Wednesday, March 23, 2016

Sexism and Criticism

I've been link-hopping through the article that a friend thoughtfully provided for a little writing group I'm in, on sexism in Young Adult publishing, and finally hit this thoughtful article about critiques -  specifically critiques for/by female reviewers:

"The idea is, apparently, that women are so exhausted by the intellectual labor required to produce the text in question that we are unable to withstand any subsequent critique, and ought instead to fall back on some kind of rosy-cheeked sorority of lady writers, exchanging stain-removal tips and sob stories."

*sighs and reclines onto fainting couch*

The article makes some good points.

I think this goes further than just a fear of publishing criticism in YA. Across a hundred subjects and disciplines, from literature to food blogging to college classes, people have backed off strict criticism in favor of hedged, softened words of gentle advice or worse, silence. I'm guessing this change is due to a misguided sense that communities striving to be "diverse", "inclusive", and "welcoming" can not under any circumstances allow criticism - even constructive kinds.

But let's get this straight: Constructive criticism is not mean, it is not intentionally harmful to minorities (although unintentional harm should be part of the larger discussion) or non-inclusive or unwelcoming and it is the responsibility of the author when putting their work out into the world to accept the possibility that not everybody is going to love it and further that it is an author's responsibility to duly consider all reviews, both positive and negative and not to take them as personal attacks but as what they are - reader opinion which may or may not figure into the writer's personal growth.

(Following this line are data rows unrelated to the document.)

//! Per-channel gain vectors

use serde::{Deserialize, Serialize};

use crate::buffer::MAX_CHANNELS;

/// Gain applied to each output channel when mixing a stereo source
#[derive(Debug, Clone, Copy, PartialEq, Serialize, Deserialize)]
pub struct VolumeVector {
    pub gains: [f32; MAX_CHANNELS],
}

impl VolumeVector {
    pub const fn unity() -> Self {
        Self { gains: [1.0; MAX_CHANNELS] }
    }

    pub const fn silent() -> Self {
        Self { gains: [0.0; MAX_CHANNELS] }
    }

    pub const fn uniform(gain: f32) -> Self {
        Self { gains: [gain; MAX_CHANNELS] }
    }

    /// Volume and pan (-1.0 left .. 1.0 right), attenuating the opposite side.
    /// Even output channels count as left, odd ones as right.
    pub fn from_volume_pan(volume: f32, pan: f32) -> Self {
        let pan = pan.clamp(-1.0, 1.0);
        let mut left = volume;
        let mut right = volume;
        if pan > 0.0 {
            left *= 1.0 - pan;
        } else if pan < 0.0 {
            right *= 1.0 + pan;
        }
        let mut gains = [0.0; MAX_CHANNELS];
        for (ch, gain) in gains.iter_mut().enumerate() {
            *gain = if ch % 2 == 0 { left } else { right };
        }
        Self { gains }
    }

    pub fn gain(&self, channel: usize) -> f32 {
        self.gains.get(channel).copied().unwrap_or(0.0)
    }

    pub fn is_silent(&self) -> bool {
        self.gains.iter().all(|g| *g == 0.0)
    }

    /// Channel-wise product
    pub fn scaled(&self, other: &VolumeVector) -> Self {
        let mut gains = self.gains;
        for (g, o) in gains.iter_mut().zip(other.gains) {
            *g *= o;
        }
        Self { gains }
    }
}

impl Default for VolumeVector {
    fn default() -> Self {
        Self::unity()
    }
}

#[cfg(test)]
mod tests {
    use super::*;

    #[test]
    fn test_pan_right_attenuates_left() {
        let v = VolumeVector::from_volume_pan(1.0, 0.5);
        assert_eq!(v.gain(0), 0.5);
        assert_eq!(v.gain(1), 1.0);
        assert_eq!(v.gain(2), 0.5);
        assert_eq!(v.gain(3), 1.0);
    }

    #[test]
    fn test_out_of_range_channel_is_silent() {
        assert_eq!(VolumeVector::unity().gain(MAX_CHANNELS), 0.0);
    }

    #[test]
    fn test_scaled() {
        let v = VolumeVector::uniform(0.5).scaled(&VolumeVector::from_volume_pan(1.0, -1.0));
        assert_eq!(v.gain(0), 0.5);
        assert_eq!(v.gain(1), 0.0);
    }
}
//! Track identity as seen by the mixer

use std::sync::atomic::{AtomicBool, Ordering};
use std::sync::{Arc, Weak};

use serde::{Deserialize, Serialize};

/// Unique identifier for tracks
#[derive(Debug, Clone, Copy, PartialEq, Eq, Hash, Serialize, Deserialize)]
pub struct TrackId(pub u64);

/// Shared track state. The mixer only looks at identity and the
/// mute/solo-derived enable flag; everything else belongs to the track model.
#[derive(Debug)]
pub struct Track {
    id: TrackId,
    name: String,
    muted: AtomicBool,
}

/// Strong handle held by the track owner
pub type TrackRef = Arc<Track>;
/// Weak handle held by play handles
pub type WeakTrack = Weak<Track>;

impl Track {
    pub fn new(id: TrackId, name: impl Into<String>) -> TrackRef {
        Arc::new(Self {
            id,
            name: name.into(),
            muted: AtomicBool::new(false),
        })
    }

    pub fn id(&self) -> TrackId {
        self.id
    }

    pub fn name(&self) -> &str {
        &self.name
    }

    pub fn is_muted(&self) -> bool {
        self.muted.load(Ordering::Relaxed)
    }

    /// Set by the track container from its mute and solo state
    pub fn set_muted(&self, muted: bool) {
        self.muted.store(muted, Ordering::Relaxed);
    }
}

Critical reviews are an integral part of growing and improving as a writer. Ignoring the negatives because they make us feel uncomfortable should not be an option, and expecting that women (or men, or teens, or authors of color, or anybody else) can't handle the discomfort of a critical review is just plain insulting. We should at least read our reviews before we discard them as useless to us; we might find that a reader has pointed out a flaw we didn't see, or a habit we have fallen into without noticing. We might also find that our style or voice is better understood by certain kinds of readers. What we do with that information is our choice but I think the information should be available, which means encouraging reviews that are not all "I LOVED IT!".

This does not excuse the sorts of people who use the umbrella of constructive criticism to fire harsh words at authors they do not like. So we need to be talking openly about what constitutes _good_ critiques vs. attacks, and how we can educate ourselves as readers and reviewers so that when we read something that doesn't sit well with us, we can address it honestly and kindly.